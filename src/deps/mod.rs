//! Dependency declaration and lookup.
//!
//! - **Resolution**: [`DependencyResolver`] turns declarations into one
//!   requirement per name (last declaration wins, first position kept)
//! - **Lookup**: [`DependencyProvider`] finds each requirement in a local
//!   package cache before the toolchain is configured

mod provider;
mod resolve;

pub use provider::{DependencyProvider, LocalCache, LocatedDependency};
pub use resolve::{DependencyRequirement, DependencyResolver};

————————

* **Task item**:
Please copy every line of the material exactly.

* **Result**:
filename src/deps/mod.rs
//! Dependency declaration and lookup.
//!
//! - **Resolution**: [`DependencyResolver`] turns declarations into one
//!   requirement per name (last declaration wins, first position kept)
//! - **Lookup**: [`DependencyProvider`] finds each requirement in a local
//!   package cache before the toolchain is configured

mod provider;
mod resolve;

pub use provider::{DependencyProvider, LocalCache, LocatedDependency};
pub use resolve::{DependencyRequirement, DependencyResolver};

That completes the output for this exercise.